* _WORK TO COMPLETE_: Go through the records below and copy out every line holding "ChannelLayout".

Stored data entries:
◇ ◇ ◇ ◇

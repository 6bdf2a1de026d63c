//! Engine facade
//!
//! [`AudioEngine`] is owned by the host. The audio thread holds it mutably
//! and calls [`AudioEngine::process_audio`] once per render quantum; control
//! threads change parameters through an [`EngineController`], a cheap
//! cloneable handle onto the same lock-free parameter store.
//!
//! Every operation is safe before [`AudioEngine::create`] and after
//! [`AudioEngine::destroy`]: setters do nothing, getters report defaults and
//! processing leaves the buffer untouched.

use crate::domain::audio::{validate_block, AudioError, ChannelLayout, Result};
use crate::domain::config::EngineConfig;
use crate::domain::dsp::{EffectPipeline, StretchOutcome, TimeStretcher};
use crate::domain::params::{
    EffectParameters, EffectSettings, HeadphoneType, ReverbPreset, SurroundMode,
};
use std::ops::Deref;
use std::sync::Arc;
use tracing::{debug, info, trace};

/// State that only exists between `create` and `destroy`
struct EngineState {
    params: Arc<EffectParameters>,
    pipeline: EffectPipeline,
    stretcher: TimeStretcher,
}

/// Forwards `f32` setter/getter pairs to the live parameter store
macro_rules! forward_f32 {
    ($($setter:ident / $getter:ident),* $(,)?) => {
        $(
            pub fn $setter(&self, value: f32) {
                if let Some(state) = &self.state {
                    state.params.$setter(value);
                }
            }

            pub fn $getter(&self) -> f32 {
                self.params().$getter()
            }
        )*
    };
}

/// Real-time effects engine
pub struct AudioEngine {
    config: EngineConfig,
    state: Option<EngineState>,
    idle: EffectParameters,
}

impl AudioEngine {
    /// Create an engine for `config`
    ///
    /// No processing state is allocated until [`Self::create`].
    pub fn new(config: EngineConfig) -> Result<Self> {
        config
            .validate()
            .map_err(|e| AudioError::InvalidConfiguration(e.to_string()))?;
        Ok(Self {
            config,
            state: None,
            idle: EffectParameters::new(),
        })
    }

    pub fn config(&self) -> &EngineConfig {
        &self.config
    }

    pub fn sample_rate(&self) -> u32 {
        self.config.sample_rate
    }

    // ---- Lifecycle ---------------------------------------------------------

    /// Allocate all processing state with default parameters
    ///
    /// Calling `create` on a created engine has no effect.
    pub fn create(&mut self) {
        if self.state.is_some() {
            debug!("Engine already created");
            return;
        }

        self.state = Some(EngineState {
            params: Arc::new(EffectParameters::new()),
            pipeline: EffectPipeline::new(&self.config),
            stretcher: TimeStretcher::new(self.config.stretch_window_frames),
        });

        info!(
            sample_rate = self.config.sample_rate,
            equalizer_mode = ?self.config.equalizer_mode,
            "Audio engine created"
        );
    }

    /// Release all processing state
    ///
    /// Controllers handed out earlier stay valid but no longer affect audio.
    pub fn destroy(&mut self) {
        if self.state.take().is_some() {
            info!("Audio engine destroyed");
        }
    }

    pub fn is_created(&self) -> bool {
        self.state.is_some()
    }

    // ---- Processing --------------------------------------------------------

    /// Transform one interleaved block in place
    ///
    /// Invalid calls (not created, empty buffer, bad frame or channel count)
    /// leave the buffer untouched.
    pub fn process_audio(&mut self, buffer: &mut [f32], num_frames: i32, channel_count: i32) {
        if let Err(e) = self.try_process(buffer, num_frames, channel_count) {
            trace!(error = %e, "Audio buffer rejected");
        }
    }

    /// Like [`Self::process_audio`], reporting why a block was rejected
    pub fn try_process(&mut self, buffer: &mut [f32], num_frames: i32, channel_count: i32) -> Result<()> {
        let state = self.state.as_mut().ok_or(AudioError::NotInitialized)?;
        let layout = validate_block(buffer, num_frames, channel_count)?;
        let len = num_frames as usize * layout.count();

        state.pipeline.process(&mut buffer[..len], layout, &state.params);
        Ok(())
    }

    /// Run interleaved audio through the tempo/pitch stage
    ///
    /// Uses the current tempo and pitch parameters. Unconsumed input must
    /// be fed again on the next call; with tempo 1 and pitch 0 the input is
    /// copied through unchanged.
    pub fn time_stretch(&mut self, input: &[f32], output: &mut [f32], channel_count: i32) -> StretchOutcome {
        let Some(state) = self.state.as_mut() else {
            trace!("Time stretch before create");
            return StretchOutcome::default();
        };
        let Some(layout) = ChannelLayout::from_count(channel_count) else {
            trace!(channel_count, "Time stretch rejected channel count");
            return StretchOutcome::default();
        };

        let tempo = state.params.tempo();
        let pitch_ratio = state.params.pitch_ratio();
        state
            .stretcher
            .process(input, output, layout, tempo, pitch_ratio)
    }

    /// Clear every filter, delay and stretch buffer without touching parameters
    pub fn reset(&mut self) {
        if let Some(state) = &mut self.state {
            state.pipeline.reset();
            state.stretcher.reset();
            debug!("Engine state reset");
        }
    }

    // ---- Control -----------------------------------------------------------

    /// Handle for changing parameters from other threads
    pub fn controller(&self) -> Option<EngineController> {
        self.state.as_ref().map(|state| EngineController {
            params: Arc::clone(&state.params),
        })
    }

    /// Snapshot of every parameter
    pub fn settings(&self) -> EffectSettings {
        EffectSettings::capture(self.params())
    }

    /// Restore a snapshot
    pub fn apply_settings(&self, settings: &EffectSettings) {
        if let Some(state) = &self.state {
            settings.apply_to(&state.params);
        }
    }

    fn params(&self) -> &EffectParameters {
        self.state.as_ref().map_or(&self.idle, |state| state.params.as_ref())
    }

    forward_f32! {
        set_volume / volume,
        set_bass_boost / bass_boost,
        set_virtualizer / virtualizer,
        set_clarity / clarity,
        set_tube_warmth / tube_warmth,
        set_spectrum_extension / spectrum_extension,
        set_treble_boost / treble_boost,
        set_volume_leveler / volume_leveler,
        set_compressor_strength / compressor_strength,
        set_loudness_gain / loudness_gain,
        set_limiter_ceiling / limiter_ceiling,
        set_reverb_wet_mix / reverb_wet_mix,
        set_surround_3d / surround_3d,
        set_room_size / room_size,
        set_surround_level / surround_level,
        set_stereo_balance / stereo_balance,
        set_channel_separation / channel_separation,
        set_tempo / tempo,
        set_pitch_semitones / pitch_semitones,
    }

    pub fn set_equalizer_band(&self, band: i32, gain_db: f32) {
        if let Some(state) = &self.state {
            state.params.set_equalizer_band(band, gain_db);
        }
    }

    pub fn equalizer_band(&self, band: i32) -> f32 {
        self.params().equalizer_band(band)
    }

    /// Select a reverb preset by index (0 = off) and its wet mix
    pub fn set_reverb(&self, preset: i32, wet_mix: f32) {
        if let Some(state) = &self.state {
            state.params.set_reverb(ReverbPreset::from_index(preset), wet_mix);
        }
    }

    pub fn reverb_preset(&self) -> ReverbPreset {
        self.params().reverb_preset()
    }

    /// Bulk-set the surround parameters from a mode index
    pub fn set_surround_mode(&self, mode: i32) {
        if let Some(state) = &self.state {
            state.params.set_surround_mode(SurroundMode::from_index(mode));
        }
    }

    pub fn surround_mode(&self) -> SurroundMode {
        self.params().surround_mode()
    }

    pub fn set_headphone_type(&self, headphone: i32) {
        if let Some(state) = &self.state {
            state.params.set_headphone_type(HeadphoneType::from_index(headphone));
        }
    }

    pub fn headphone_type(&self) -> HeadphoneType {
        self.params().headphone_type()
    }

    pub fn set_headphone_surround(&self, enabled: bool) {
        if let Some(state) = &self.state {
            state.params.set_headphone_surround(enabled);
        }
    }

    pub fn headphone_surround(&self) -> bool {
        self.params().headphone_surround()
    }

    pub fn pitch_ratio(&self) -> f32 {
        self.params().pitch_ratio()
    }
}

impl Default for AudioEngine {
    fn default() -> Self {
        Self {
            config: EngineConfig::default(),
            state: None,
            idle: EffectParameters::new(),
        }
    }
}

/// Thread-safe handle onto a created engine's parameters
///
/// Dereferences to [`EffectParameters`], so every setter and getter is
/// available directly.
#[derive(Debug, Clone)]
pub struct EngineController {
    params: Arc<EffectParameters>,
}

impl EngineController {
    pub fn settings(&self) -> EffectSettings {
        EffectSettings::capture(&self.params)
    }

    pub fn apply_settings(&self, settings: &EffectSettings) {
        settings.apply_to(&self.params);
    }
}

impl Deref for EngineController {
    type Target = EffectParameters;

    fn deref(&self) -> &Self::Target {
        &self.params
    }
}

◇ ◇ ◇ ◇

* _COMPLETED EXERCISE_:
use crate::domain::audio::{validate_block, AudioError, ChannelLayout, Result};
        let Some(layout) = ChannelLayout::from_count(channel_count) else {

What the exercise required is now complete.